_EXTRACTED DATA_.
========================================================================
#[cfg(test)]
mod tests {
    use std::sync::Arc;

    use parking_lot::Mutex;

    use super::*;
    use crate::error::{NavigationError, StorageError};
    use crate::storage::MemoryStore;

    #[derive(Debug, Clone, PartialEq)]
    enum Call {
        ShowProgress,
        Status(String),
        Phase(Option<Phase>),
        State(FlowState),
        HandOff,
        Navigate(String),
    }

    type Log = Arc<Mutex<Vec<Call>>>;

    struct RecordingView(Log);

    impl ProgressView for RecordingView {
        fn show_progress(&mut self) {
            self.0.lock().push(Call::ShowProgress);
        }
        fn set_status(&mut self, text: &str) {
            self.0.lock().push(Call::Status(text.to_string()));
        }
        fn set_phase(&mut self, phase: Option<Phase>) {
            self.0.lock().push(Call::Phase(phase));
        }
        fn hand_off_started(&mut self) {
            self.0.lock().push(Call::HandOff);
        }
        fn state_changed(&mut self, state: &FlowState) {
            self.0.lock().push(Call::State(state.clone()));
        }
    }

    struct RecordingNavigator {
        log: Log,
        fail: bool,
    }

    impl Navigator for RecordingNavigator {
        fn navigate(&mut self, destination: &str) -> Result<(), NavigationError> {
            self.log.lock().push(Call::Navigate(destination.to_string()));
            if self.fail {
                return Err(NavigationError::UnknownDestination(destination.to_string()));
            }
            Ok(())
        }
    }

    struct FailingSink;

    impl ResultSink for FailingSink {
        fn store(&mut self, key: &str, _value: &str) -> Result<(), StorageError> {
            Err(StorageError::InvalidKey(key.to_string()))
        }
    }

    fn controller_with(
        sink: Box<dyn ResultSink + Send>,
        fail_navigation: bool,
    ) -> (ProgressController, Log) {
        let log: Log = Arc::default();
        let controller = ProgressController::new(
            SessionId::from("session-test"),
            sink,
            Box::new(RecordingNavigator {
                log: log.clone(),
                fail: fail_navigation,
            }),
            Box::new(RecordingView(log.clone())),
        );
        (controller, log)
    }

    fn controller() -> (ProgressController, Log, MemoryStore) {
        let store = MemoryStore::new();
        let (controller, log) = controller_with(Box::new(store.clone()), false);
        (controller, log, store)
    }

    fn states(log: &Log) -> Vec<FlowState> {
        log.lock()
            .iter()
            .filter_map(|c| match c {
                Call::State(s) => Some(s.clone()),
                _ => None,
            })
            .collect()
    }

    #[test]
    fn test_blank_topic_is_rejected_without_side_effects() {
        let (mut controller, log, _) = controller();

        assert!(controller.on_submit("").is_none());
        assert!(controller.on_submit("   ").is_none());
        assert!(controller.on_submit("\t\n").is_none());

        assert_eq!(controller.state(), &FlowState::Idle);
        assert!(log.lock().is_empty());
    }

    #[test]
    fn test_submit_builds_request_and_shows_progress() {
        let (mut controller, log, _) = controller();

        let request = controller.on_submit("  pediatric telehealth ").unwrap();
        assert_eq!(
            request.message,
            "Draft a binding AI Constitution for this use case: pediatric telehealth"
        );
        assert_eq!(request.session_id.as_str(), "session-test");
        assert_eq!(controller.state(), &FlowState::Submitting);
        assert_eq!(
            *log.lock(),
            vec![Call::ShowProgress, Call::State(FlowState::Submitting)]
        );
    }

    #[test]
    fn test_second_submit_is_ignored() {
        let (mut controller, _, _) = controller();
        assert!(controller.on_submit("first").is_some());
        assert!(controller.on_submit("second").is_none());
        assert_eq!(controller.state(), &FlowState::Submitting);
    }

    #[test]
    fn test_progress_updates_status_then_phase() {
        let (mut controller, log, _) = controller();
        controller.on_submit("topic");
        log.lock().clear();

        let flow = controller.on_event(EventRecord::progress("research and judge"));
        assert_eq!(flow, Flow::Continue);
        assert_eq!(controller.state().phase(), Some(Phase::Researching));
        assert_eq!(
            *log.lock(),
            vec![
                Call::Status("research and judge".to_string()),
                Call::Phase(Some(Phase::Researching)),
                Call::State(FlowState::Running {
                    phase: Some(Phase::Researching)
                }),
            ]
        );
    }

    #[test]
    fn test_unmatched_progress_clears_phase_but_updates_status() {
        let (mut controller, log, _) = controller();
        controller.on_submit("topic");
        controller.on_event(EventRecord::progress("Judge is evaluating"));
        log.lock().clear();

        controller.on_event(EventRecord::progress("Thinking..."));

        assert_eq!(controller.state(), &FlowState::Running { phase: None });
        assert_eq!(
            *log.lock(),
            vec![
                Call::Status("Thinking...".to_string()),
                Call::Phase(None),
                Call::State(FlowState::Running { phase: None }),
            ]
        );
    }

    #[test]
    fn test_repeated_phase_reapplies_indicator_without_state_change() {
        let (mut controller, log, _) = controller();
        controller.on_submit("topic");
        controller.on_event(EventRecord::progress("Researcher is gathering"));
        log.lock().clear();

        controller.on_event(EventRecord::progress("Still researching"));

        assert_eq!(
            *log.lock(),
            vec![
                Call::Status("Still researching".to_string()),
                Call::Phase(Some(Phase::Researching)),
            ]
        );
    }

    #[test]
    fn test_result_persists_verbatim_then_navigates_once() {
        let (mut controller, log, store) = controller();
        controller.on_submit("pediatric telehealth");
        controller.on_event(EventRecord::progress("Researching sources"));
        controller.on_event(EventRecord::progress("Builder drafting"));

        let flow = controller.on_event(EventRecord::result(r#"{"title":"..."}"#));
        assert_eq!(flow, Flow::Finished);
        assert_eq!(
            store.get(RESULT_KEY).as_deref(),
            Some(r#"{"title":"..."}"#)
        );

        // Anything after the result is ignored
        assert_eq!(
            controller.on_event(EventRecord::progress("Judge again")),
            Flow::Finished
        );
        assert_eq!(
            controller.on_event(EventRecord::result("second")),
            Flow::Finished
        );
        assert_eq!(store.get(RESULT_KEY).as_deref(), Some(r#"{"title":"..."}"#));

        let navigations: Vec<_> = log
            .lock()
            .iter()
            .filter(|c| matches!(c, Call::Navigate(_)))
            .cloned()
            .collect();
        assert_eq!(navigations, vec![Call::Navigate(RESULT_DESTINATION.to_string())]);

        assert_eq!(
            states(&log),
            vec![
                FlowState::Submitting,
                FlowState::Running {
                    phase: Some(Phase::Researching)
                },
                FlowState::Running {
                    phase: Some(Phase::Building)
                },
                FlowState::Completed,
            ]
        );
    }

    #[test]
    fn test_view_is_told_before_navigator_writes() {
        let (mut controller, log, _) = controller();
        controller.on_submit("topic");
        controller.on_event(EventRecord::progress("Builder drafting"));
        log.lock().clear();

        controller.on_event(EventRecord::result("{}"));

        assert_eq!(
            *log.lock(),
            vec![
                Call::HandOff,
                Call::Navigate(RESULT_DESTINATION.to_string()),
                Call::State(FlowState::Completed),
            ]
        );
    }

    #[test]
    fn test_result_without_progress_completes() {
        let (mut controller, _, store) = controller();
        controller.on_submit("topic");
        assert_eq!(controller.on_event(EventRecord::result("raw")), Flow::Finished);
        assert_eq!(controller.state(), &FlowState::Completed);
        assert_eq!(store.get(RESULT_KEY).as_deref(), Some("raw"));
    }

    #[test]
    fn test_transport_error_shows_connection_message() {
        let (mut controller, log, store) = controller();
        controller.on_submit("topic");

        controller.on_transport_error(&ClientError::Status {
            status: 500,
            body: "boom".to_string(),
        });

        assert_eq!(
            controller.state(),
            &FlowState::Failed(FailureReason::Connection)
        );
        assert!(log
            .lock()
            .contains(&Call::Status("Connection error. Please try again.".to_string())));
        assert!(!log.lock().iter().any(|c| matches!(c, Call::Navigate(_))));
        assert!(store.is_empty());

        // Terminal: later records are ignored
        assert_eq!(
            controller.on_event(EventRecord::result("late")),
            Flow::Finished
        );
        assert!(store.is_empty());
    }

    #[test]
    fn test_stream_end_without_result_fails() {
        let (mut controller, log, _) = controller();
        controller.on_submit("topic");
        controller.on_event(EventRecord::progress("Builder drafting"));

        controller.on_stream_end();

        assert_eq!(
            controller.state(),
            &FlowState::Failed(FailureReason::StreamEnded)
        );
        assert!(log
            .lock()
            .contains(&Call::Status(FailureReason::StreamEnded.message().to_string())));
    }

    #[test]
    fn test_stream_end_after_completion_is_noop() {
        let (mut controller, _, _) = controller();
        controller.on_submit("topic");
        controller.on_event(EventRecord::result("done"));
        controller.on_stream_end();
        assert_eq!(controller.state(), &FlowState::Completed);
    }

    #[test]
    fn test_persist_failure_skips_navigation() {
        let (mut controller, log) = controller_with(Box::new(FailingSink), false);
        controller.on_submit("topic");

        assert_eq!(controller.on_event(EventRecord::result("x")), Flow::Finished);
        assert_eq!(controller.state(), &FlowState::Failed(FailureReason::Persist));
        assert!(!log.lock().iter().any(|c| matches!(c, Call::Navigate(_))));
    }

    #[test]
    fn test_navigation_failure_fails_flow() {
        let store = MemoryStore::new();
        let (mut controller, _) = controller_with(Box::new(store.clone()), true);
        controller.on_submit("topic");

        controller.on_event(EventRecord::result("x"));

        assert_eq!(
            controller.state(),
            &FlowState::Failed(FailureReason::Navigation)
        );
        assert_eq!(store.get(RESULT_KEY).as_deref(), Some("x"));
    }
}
========================================================================
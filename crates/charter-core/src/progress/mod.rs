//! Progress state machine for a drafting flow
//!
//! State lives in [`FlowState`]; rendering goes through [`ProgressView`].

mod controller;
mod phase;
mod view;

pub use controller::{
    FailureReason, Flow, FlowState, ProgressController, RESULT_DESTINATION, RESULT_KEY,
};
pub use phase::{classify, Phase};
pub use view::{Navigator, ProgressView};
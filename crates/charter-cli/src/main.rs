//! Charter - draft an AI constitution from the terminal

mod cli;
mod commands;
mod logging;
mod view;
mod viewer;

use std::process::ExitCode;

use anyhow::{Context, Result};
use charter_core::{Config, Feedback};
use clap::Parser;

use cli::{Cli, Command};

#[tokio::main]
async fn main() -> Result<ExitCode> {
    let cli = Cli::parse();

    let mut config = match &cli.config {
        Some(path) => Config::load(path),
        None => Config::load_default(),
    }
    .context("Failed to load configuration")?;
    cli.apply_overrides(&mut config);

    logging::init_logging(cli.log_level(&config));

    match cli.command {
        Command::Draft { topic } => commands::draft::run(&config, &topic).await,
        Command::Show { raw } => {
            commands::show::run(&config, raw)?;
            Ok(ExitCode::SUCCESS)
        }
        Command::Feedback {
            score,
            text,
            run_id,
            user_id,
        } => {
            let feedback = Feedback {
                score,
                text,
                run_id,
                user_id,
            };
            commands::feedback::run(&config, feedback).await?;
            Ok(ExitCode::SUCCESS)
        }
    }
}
========================================================================
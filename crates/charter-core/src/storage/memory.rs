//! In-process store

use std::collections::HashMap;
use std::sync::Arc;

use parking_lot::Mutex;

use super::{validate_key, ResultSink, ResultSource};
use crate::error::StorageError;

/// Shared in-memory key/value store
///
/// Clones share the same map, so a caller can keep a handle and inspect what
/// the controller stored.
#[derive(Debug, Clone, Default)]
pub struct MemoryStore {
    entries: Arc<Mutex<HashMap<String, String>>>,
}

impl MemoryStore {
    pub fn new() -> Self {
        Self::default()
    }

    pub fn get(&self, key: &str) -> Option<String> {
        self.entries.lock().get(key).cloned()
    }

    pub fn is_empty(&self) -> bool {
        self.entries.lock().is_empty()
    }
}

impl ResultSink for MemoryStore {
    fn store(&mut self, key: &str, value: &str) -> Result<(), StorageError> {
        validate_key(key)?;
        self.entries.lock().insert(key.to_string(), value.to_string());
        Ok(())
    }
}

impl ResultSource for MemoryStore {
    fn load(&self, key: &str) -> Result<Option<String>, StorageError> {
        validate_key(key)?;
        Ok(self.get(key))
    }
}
========================================================================
_YOUR TASK_. The answer consists of the lines above that include the word "Mutex", each copied exactly.

_PROBLEM SOLUTION_.
    use parking_lot::Mutex;
    type Log = Arc<Mutex<Vec<Call>>>;
use parking_lot::Mutex;
    entries: Arc<Mutex<HashMap<String, String>>>,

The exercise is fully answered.